Dataset items:

*** Block opens ***

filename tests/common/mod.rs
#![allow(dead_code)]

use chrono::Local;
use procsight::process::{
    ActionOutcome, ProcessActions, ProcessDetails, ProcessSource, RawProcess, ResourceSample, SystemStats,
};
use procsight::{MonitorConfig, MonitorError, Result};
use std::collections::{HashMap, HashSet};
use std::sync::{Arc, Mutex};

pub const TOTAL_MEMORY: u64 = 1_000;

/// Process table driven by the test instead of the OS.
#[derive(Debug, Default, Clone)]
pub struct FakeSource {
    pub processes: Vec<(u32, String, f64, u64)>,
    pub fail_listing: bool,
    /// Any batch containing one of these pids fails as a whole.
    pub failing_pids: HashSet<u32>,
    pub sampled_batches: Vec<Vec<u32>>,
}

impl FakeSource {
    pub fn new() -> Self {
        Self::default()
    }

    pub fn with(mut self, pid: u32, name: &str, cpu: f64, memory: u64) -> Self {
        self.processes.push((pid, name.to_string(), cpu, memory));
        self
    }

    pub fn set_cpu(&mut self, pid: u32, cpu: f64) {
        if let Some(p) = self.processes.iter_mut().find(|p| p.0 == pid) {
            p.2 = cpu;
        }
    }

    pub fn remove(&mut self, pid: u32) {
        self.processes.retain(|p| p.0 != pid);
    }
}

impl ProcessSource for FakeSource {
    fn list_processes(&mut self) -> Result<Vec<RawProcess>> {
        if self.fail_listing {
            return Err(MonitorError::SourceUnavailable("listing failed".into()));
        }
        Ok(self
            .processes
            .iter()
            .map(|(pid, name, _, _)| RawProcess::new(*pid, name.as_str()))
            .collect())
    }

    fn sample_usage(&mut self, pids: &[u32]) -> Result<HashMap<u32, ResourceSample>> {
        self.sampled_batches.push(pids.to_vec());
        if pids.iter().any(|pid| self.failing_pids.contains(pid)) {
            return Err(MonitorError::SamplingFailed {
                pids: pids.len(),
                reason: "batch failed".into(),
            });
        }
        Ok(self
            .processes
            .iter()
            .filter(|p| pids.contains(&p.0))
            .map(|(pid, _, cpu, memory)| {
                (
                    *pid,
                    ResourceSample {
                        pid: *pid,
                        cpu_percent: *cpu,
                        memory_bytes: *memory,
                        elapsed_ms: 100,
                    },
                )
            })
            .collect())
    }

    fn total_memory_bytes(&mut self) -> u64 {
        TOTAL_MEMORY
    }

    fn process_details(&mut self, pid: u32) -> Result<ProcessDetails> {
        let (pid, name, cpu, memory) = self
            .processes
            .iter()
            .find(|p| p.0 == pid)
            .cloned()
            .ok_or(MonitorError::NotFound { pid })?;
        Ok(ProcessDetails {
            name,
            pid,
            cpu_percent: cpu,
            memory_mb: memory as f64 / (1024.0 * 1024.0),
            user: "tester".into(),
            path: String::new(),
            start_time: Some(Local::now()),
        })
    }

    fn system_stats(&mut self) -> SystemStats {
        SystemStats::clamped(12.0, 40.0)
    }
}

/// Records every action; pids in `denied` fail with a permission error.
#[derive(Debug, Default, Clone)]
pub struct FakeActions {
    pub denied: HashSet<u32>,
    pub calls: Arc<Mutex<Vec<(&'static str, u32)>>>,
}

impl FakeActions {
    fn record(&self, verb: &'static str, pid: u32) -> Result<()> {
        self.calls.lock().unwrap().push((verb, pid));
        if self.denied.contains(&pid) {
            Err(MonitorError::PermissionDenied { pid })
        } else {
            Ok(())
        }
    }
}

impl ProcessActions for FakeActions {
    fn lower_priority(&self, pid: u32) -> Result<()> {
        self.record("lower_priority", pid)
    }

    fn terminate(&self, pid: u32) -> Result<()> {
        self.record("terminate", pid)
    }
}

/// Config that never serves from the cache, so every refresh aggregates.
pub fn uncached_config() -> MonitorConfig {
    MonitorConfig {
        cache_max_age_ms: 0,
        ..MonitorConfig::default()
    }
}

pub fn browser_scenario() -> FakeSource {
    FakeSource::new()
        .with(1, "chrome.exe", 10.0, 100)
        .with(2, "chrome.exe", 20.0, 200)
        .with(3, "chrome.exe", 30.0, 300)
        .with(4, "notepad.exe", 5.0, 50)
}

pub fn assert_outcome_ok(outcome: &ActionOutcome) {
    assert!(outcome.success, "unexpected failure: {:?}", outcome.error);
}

*** Block closes ***
*** Block opens ***

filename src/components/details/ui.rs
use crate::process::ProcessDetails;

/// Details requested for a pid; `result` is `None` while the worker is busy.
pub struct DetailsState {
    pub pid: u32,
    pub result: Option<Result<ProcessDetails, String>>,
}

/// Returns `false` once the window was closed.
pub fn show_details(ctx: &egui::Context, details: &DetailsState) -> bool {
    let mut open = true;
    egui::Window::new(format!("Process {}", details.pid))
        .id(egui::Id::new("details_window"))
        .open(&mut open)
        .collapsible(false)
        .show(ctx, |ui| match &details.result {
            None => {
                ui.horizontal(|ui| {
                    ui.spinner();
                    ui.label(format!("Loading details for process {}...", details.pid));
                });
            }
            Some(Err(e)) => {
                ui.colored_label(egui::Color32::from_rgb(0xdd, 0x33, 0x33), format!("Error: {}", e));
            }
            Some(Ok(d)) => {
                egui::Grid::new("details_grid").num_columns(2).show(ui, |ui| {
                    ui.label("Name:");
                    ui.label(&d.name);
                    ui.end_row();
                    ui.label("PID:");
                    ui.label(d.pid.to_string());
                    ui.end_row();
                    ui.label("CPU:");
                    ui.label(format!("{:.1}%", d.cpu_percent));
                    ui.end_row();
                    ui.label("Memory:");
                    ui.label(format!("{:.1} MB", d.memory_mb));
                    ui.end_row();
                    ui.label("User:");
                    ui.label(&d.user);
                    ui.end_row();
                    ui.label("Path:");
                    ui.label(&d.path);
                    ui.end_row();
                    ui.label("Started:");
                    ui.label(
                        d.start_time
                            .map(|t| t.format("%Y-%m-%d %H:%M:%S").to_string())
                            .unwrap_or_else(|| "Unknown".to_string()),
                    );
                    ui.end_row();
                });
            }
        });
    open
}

*** Block closes ***
*** Block opens ***

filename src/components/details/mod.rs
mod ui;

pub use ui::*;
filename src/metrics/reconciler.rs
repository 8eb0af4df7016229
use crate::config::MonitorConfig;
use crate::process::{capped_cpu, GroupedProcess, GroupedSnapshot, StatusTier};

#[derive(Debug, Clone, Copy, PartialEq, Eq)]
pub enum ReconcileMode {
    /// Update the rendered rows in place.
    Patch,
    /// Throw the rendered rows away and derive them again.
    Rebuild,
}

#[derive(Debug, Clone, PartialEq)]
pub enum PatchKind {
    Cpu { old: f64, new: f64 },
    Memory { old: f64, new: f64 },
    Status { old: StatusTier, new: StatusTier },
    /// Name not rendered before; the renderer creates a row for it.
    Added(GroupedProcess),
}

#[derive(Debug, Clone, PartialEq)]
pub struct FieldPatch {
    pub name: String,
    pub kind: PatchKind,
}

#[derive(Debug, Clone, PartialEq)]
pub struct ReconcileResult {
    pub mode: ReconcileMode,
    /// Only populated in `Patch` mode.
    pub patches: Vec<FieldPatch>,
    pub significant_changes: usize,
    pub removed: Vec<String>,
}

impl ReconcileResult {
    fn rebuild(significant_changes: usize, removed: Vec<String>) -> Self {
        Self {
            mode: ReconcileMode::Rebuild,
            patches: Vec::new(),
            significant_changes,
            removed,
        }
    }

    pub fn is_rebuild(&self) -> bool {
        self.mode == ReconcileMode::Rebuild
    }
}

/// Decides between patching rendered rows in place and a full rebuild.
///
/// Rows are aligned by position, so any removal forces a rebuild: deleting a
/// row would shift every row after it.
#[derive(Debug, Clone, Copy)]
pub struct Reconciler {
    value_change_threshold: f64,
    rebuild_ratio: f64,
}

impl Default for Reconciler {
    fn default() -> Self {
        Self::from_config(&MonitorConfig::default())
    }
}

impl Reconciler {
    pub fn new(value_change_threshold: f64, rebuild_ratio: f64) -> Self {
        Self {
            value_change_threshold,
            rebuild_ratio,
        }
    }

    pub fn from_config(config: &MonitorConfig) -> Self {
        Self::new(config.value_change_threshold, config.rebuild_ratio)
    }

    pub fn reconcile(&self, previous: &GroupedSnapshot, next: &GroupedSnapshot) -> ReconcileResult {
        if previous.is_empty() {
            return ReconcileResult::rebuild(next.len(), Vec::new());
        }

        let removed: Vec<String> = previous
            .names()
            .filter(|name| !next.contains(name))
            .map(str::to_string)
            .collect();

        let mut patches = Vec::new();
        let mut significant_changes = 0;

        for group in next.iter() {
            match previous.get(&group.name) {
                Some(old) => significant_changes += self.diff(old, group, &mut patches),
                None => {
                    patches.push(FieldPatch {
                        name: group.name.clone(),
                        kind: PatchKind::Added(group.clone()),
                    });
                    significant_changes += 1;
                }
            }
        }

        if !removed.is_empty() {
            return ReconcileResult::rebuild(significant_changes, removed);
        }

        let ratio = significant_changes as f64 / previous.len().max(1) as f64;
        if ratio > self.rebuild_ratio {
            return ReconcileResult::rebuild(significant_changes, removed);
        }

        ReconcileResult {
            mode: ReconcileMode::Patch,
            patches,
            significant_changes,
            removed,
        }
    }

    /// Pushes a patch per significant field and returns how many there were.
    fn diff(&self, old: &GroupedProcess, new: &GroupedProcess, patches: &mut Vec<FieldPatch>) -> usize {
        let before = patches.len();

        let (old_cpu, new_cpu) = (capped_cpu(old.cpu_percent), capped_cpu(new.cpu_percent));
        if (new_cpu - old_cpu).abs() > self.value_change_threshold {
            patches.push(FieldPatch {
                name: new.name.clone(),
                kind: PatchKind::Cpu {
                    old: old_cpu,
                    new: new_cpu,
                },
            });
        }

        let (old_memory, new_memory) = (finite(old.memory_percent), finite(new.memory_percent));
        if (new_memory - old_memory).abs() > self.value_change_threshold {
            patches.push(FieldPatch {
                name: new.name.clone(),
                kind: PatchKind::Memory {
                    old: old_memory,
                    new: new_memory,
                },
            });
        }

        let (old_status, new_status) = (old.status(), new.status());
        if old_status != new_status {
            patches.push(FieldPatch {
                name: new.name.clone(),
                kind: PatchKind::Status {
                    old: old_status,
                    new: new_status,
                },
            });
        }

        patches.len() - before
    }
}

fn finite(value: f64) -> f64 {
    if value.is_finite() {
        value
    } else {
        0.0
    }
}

*** Block closes ***

WORK ITEM: As listed above, the lines from the line with "filename tests/common/mod.rs" to the line with "name, _, _)| RawProcess::new(*pid, name.as_str()))" are to be echoed exactly, with both ends included and nothing added.

ANSWER:
filename tests/common/mod.rs
#![allow(dead_code)]

use chrono::Local;
use procsight::process::{
    ActionOutcome, ProcessActions, ProcessDetails, ProcessSource, RawProcess, ResourceSample, SystemStats,
};
use procsight::{MonitorConfig, MonitorError, Result};
use std::collections::{HashMap, HashSet};
use std::sync::{Arc, Mutex};

pub const TOTAL_MEMORY: u64 = 1_000;

/// Process table driven by the test instead of the OS.
#[derive(Debug, Default, Clone)]
pub struct FakeSource {
    pub processes: Vec<(u32, String, f64, u64)>,
    pub fail_listing: bool,
    /// Any batch containing one of these pids fails as a whole.
    pub failing_pids: HashSet<u32>,
    pub sampled_batches: Vec<Vec<u32>>,
}

impl FakeSource {
    pub fn new() -> Self {
        Self::default()
    }

    pub fn with(mut self, pid: u32, name: &str, cpu: f64, memory: u64) -> Self {
        self.processes.push((pid, name.to_string(), cpu, memory));
        self
    }

    pub fn set_cpu(&mut self, pid: u32, cpu: f64) {
        if let Some(p) = self.processes.iter_mut().find(|p| p.0 == pid) {
            p.2 = cpu;
        }
    }

    pub fn remove(&mut self, pid: u32) {
        self.processes.retain(|p| p.0 != pid);
    }
}

impl ProcessSource for FakeSource {
    fn list_processes(&mut self) -> Result<Vec<RawProcess>> {
        if self.fail_listing {
            return Err(MonitorError::SourceUnavailable("listing failed".into()));
        }
        Ok(self
            .processes
            .iter()
            .map(|(pid, name, _, _)| RawProcess::new(*pid, name.as_str()))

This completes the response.